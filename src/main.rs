use std::sync::Arc;
use std::time::Duration;

use anyhow::Context;
use tracing::{info, warn};
use tracing_subscriber::{fmt, EnvFilter};

use clinic_portal::identity::{LocalIdentityProvider, Role, RouteGuard, SessionStatus};
use clinic_portal::realtime::CollectionEvent;
use clinic_portal::records::{now_ms, AppointmentDraft, UserProfile};
use clinic_portal::storage::{to_fields, DocumentStore, MemoryDocumentStore};
use clinic_portal::{ClinicPortal, PortalConfig};

const ADMIN_EMAIL: &str = "admin@clinic.local";
const ADMIN_SECRET: &str = "change-me";

#[tokio::main]
async fn main() -> anyhow::Result<()> {
    let config = PortalConfig::from_env();

    // RUST_LOG wins over the configured default
    let filter = EnvFilter::try_from_default_env()
        .or_else(|_| EnvFilter::try_new(&config.log_filter))
        .or_else(|_| EnvFilter::try_new("info"))?;
    fmt().with_env_filter(filter).init();

    info!(
        target: "clinic",
        "clinic portal starting: cache={}, collections={:?}",
        config.cache_path.as_ref().map(|p| p.display().to_string()).unwrap_or_else(|| "<memory>".to_string()),
        config.collections
    );

    let provider = Arc::new(LocalIdentityProvider::new());
    let store = Arc::new(MemoryDocumentStore::new());

    let admin = provider.seed_account(ADMIN_EMAIL, ADMIN_SECRET).context("seeding admin account")?;
    let profile = UserProfile {
        uid: admin.id.clone(),
        name: "Administrator".to_string(),
        email: admin.email.clone(),
        role: Role::Admin.as_str().to_string(),
        created_at: now_ms(),
    };
    store.set(&config.collections.users, &admin.id, to_fields(&profile)?).await?;

    let portal = ClinicPortal::from_config(&config, provider, store);
    let guard = RouteGuard::for_role(Role::Admin);
    let (_session_sub, mut sessions) = portal.session().watch();
    portal.start();

    portal.sign_in(ADMIN_EMAIL, ADMIN_SECRET).await?;
    loop {
        let session = tokio::time::timeout(Duration::from_secs(5), sessions.recv())
            .await
            .context("timed out waiting for role resolution")?
            .context("session feed closed")?;
        info!(target: "clinic", "guard decision for dashboard: {:?}", guard.check(&session));
        match session.status {
            SessionStatus::Ready if !session.provisional && session.identity.is_some() => break,
            SessionStatus::Error => anyhow::bail!("role lookup failed: {:?}", portal.session().last_error()),
            _ => {}
        }
    }

    let (tx, mut appointments) = tokio::sync::mpsc::unbounded_channel();
    let handle = portal.watch_appointments(move |ev| {
        let _ = tx.send(ev);
    })?;

    let id = portal
        .book_appointment(
            AppointmentDraft {
                patient_name: "Walk-in patient".to_string(),
                doctor_id: admin.id.clone(),
                doctor_name: "Administrator".to_string(),
                date: chrono::Utc::now().format("%Y-%m-%d").to_string(),
                time: "09:30".to_string(),
                reason: "demo booking".to_string(),
                status: None,
            },
            None,
        )
        .await?;
    info!(target: "clinic", "booked appointment {}", id);

    // initial snapshot, then the one carrying the booking
    for _ in 0..2 {
        match tokio::time::timeout(Duration::from_secs(5), appointments.recv()).await {
            Ok(Some(CollectionEvent::Snapshot(s))) => info!(target: "clinic", "appointments: {} live", s.len()),
            Ok(Some(CollectionEvent::Failed(e))) => warn!(target: "clinic", "appointment feed failed: {}", e),
            _ => break,
        }
    }

    let stats = portal.dashboard_stats().await?;
    info!(target: "clinic", "dashboard: {:?}", stats);

    handle.dispose();
    portal.sign_out().await?;
    info!(target: "clinic", "signed out; session={:?}", portal.current_session().status);
    Ok(())
}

■ Task item
If the string "anyhow" is in a line of the entries, pick that line out.

■ Task solution
use anyhow::Context;
async fn main() -> anyhow::Result<()> {
            SessionStatus::Error => anyhow::bail!("role lookup failed: {:?}", portal.session().last_error()),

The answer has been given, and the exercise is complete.